Installing bulker

Install from GitHub releases or from PyPI using pip:

  • pip install --user bulker: install into user space.
  • pip install --user --upgrade bulker: update in user space.
  • pip install bulker: install into an active virtual environment.
  • pip install --upgrade bulker: update in virtual environment.

See if your install worked by calling bulker -h on the command line. If the bulker executable in not in your $PATH, append this to your .bashrc or .profile (or .bash_profile on macOS):

export PATH=~/.local/bin:$PATH

Initializing a bulker configuration file

On a fresh install, bulker comes with a locally installed config file, which you can explore by typing bulker list. If you want a group-shared bulker config, or if you want to change the volumes, environment variables, or container engine, you will need to configure bulker. Start by initializing an empty bulker config file:

export BULKERCFG="bulker_config.yaml"
bulker init -c $BULKERCFG
Guessing container engine is docker.
Wrote new configuration file: bulker_config.yaml

This init command will create a default config file. It guesses if your system is set up to use docker or singularity. You can use -e docker or -e singularity to force it.
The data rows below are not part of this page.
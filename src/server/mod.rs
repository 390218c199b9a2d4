//! Server subsystem.
//!
//! # Data Flow
//! ```text
//! Listener::accept
//!     → ConnectionAccepted
//!     → blacklist check   (UnauthorizedRejected, socket dropped)
//!     → capacity permit   (CapacityRejected, socket dropped)
//!     → Session::accept   (handshake; registry.rs entry on success)
//!     → Session::run      (one task per session, tracked in a JoinSet)
//!
//! stop():
//!     cancel accept loop → notice to each registered session
//!     → drain session tasks (bounded) → ListenerEnded
//! ```
//!
//! # Design Decisions
//! - The blacklist is swapped atomically; the accept path never locks it
//! - Rejections happen before any session exists
//! - A session slot is held by its task and returned when the task ends

pub mod engine;
pub mod registry;

pub use engine::{ServerEngine, ServerError};
pub use registry::Registry;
The bulker activate, load, and list commands require knowing where this config file is. You can pass it on the command line all the time (using the -c parameter), but this gets old. An alternative is to set up the $BULKERCFG environment variable. Bulker will automatically use the config file in this environmental variable if it exists. Add this line to your .bashrc or .profile if you want it to persist for future command-line sessions:

export BULKERCFG=/path/to/bulker_config.yaml

You can always specify -c if you want to override the value in the $BULKERCFG variable on an ad-hoc basis.

Configuring bulker

The bulker config file is where you put the container settings that will determine how your executables behave.

Example configuration file

Below you can find the details, but first, take a look at the config file to see what you can modify:

cat $BULKERCFG
bulker:
  volumes: ['/tmp']
  envvars: ['DISPLAY']
  default_crate_folder: ${HOME}/bulker_crates
  singularity_image_folder: ${HOME}/simages
  container_engine: docker
  default_namespace: bulker
  executable_template: templates/docker_executable.jinja2
  shell_template: templates/docker_shell.jinja2
  build_template: templates/docker_build.jinja2
  crates: null

File systems (volumes)

One of the first things you'll want to do to make bulker fit your host environment is add any file systems. By default, containers are isolated from the host file system. If you're using bulker to create drop-in replacements to your native tools, though, you probably want these tools to have access to the same file systems that a native tool would.

The volumes section in the bulker config file is where you specify what file systems you want mounted on your containers. Anything you put here will automatically be mounted on all your containers. By default, the config file will say:

bulker:
  volumes: ['$HOME', '/tmp']

This will make sure all your containers can see anything in $HOME or on /tmp. Add any others you require.

Environment variables

The other major host-specific information you'll need to add to your config file is the list of environment variables you want available within your containers. You should add these under envvars.

Other config options

The default_crate_folder will determine where the crates (folders with executables) are saved. The crates section is maintained by bulker -- it will add a new entry into this section whenever you run bulker load, and this is what it reads when you request bulker list or bulker activate.

You can also adjust the default_namespace to make it easier for you to load your own crates.

You can change the registry_url to point to a different bulker registry.